Guilt approaches my thoughts, but I quickly realize, no, that is not right; I deserve a reprieve from my self-imposed guilt. I am proud for the hard treacherous journey my grief has taken me through, what I have learned, how I have changed and grown. I am happy I was able to enjoy such a memorable family trip with my still living children, to be present for the first time in….well, how long makes me sad for them, my beautiful children that are alive, the ones that have received less of their mother because she has been stuck in a whirlwind of her grief. The one that has yelled too quickly because of their interrupting, poorly timed ways, their normalness, brought noise into my grief, where I wanted so much to simply be alone in silence. I have loved them, fed them, clothes and cleaned them, yes. But the mom that used to wrestle and laugh so freely has been trapped in a broken heart. That realization alone makes me sad for them, for me. I needed my time, I cannot believe five years past in a fog, although, it was thickest the first few years, it is lifted seemingly, I think. I am sure it will roll in from time to time and I welcome it, but I am also happy to feel happy again. I am happy to have a random dance party with loud noise at no notice with my kids. If asked, I wonder what they’d say of the last five years. Probably not much, as we all know, we are all way more self centered then we see. They may not have even noticed my withdrawal, not as I felt it, or see in hindsight. I was harder on them and they loved me more.

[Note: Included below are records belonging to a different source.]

//! Small JSON (de)serialization helpers shared by the SQLite checkpointer.
//!
//! Kept separate from `checkpointer_sqlite.rs` so the query/transaction code
//! isn't interleaved with repetitive `serde_json` error mapping.

use serde::de::DeserializeOwned;
use serde::Serialize;
use serde_json::Value;

use crate::runtimes::checkpointer::{CheckpointerError, Result};

/// Serializes `value` to a JSON string, tagging failures with `field_name`.
pub fn serialize_json<T: Serialize>(value: &T, field_name: &'static str) -> Result<String> {
    serde_json::to_string(value).map_err(|e| CheckpointerError::Other {
        message: format!("failed to serialize {field_name}: {e}"),
    })
}

/// Parses a JSON string into a generic [`Value`], tagging failures with `field_name`.
pub fn deserialize_json(payload: &str, field_name: &'static str) -> Result<Value> {
    serde_json::from_str(payload).map_err(|e| CheckpointerError::Other {
        message: format!("failed to parse {field_name}: {e}"),
    })
}

/// Converts a generic [`Value`] into `T`, tagging failures with `field_name`.
pub fn deserialize_json_value<T: DeserializeOwned>(value: Value, field_name: &'static str) -> Result<T> {
    serde_json::from_value(value).map_err(|e| CheckpointerError::Other {
        message: format!("failed to decode {field_name}: {e}"),
    })
}

/// Unwraps an `Option<String>` column that is required for a valid checkpoint row.
pub fn require_json_field(payload: Option<String>, field_name: &'static str) -> Result<String> {
    payload.ok_or(CheckpointerError::Other {
        message: format!("missing persisted field: {field_name}"),
    })
}

#[cfg(test)]
mod tests {
    use super::*;
    use serde_json::json;

    #[test]
    fn round_trips_through_value() {
        let s = serialize_json(&json!({"a": 1}), "test").unwrap();
        let v = deserialize_json(&s, "test").unwrap();
        let back: serde_json::Value = deserialize_json_value(v, "test").unwrap();
        assert_eq!(back, json!({"a": 1}));
    }

    #[test]
    fn require_json_field_rejects_none() {
        let err = require_json_field(None, "state_json").unwrap_err();
        assert!(matches!(err, CheckpointerError::Other { .. }));
    }
}
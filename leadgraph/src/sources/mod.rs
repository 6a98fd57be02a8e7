//! Enrichment sources (C1) — polymorphic capabilities the orchestrator fans
//! out to, never a closed enum it matches on.
//!
//! Every concrete adapter implements [`EnrichmentSource`] and is held
//! behind `Arc<dyn EnrichmentSource>` in [`crate::enrichment::orchestrator`].
//! Adding an eighth source later is a matter of writing one more file in
//! this module and pushing it onto the roster — the orchestrator's layer
//! loop never changes.

pub mod cnpj_registry;
pub mod geoip;
pub mod linkedin;
pub mod llm_inference;
pub mod metadata;
pub mod people_api;
pub mod places;

use std::time::Duration;

use async_trait::async_trait;
use serde_json::Value;

use crate::errors::SourceErrorKind;

/// One field pulled out of a source call, already tagged with enough
/// provenance for [`crate::domain::SourceAttribution`] to be built from it
/// without going back to the adapter.
#[derive(Debug, Clone)]
pub struct SourceField {
    /// Source-native key, translated by [`crate::translator`] before it
    /// reaches a session's `fields` map.
    pub key: String,
    pub raw_value: Value,
    pub normalized_value: Value,
}

impl SourceField {
    #[must_use]
    pub fn new(key: impl Into<String>, raw_value: Value, normalized_value: Value) -> Self {
        Self {
            key: key.into(),
            raw_value,
            normalized_value,
        }
    }

    /// Shorthand for a field whose raw and normalized values are identical.
    #[must_use]
    pub fn simple(key: impl Into<String>, value: Value) -> Self {
        Self::new(key, value.clone(), value)
    }
}

/// Outcome of one [`EnrichmentSource::enrich`] call.
#[derive(Debug, Clone, Default)]
pub struct SourceResult {
    pub fields: Vec<SourceField>,
    pub cost_usd: f64,
}

impl SourceResult {
    #[must_use]
    pub fn empty() -> Self {
        Self::default()
    }
}

/// Hints an earlier layer has already gathered, passed down so a later
/// layer's sources can narrow their query (a registry lookup uses a
/// company name scraped at L1, an LLM-inference call reads everything
/// accumulated through L1+L2).
#[derive(Debug, Clone, Default)]
pub struct EnrichmentHints {
    pub company_name: Option<String>,
    pub country_hint: Option<String>,
    pub fields_so_far: Value,
}

/// A capability the progressive orchestrator can fan a layer out to.
///
/// Implementors own their own HTTP client / API credentials; the
/// orchestrator only ever calls [`Self::enrich`] under its own timeout and
/// consults [`Self::breaker_config`] once, at adapter construction, to seed
/// the shared [`crate::breaker::BreakerRegistry`].
#[async_trait]
pub trait EnrichmentSource: Send + Sync {
    /// Stable, lowercase identifier used as the breaker name, the
    /// attribution `source` field, and in structured logs.
    fn name(&self) -> &'static str;

    /// Upper bound the orchestrator enforces with `tokio::time::timeout`
    /// around the call, independent of any internal timeout the adapter
    /// sets on its own HTTP client.
    fn timeout(&self) -> Duration;

    /// Rough cost estimate in USD for one call, used for pre-flight quota
    /// checks. Adapters with no marginal cost (scrapers, geoip) return 0.0.
    fn cost_estimate_usd(&self) -> f64;

    /// The failure-threshold / recovery-window profile this source's
    /// breaker should be created with; see [`crate::breaker::BreakerConfig`].
    fn breaker_config(&self) -> crate::breaker::BreakerConfig;

    /// This source's declared prior confidence in `[0, 100]` for a field it
    /// reports, before the orchestrator's agreement bonus and user-edit
    /// penalty are applied. Scraped/inferred sources declare a lower prior
    /// than authoritative registries.
    fn confidence_prior(&self) -> u8 {
        70
    }

    /// Run the capability against `domain`, using whatever `hints` an
    /// earlier layer has already surfaced.
    ///
    /// # Errors
    ///
    /// Returns [`SourceErrorKind`] describing the failure category so the
    /// caller can update the breaker and decide whether to retry.
    async fn enrich(&self, domain: &str, hints: &EnrichmentHints) -> Result<SourceResult, SourceErrorKind>;
}

#[cfg(test)]
mod tests {
    use super::*;

    #[test]
    fn source_field_simple_duplicates_value() {
        let field = SourceField::simple("name", Value::String("Acme".into()));
        assert_eq!(field.raw_value, field.normalized_value);
    }
}
fn system_prompt_for(stage: StageId) -> &'static str {
    match stage {
        StageId::Extraction => {
            "You parse a raw business enrichment session into structured facts for later \
             analysis stages. Return a single JSON object with an `extracted_data` key \
             summarizing the company's profile and flagging any notable data gaps under a \
             `gaps` key. Do not invent facts not present in the input."
        }
        StageId::GapAnalysis => {
            "You decide which of the flagged data gaps are worth a targeted follow-up lookup. \
             Return a JSON object with an `extracted_data` key (the augmented facts) and a \
             `followups_issued` key listing at most 3 follow-up questions. Each listed question \
             is sent to the model again on its own and its answer is merged back into \
             `extracted_data` — list only questions that are genuinely worth a separate call."
        }
        StageId::Strategy => {
            "You are a business strategy consultant applying PESTEL, Porter's Five Forces, \
             SWOT, Blue Ocean, TAM/SAM/SOM sizing, OKRs, balanced scorecard, and scenario \
             planning to the given company profile and stated challenge. Return a JSON object \
             with a `sections` key, one entry per framework. When `data_quality_tier` is \
             `minimal` or `partial`, any section whose required inputs are absent must have \
             `status: \"dados_insuficientes\"` and a `missing_inputs` list instead of invented \
             numbers."
        }
        StageId::CompetitiveMatrix => {
            "You build a competitor comparison table and a two-axis positioning map from the \
             company profile and the strategy analysis already produced. Return a JSON object \
             with a `competitors` key (array) and a `positioning` key."
        }
        StageId::RiskAndPriority => {
            "You score the strategy's recommendations by effort vs. impact, quantify risks as \
             probability times impact, and compute a rough ROI per recommendation. Return a \
             JSON object with `priorities` and `risks` keys."
        }
        StageId::Polish => {
            "You are the final editorial pass: write an executive summary, correct any \
             Portuguese phrasing, normalize section titles, and check internal consistency \
             across the prior stages' output. Return a JSON object with a `sections` key \
             (the final, polished report sections) and an `executive_summary` key."
        }
    }
}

My heart now an ache for the time that has past, five years in a child’s life is huge, and the physical, emotional and mental growth that happens. I cannot go back; I can cherish specific moments of course, but am happy to feel other enlightening emotions again. Happy to be the present mother they deserve. I still miss and love my child that died five years ago, but my acceptance of her death has come with the revelation that I cannot change the past, nor need to dwell in its circumstances. But do need to focus on what we had and still have. This by no means that she will be forgotten just remembered differently, without the pain of guilt and remorse; but with love for the luck of having had her for a moment, along with the life lessons she has taught.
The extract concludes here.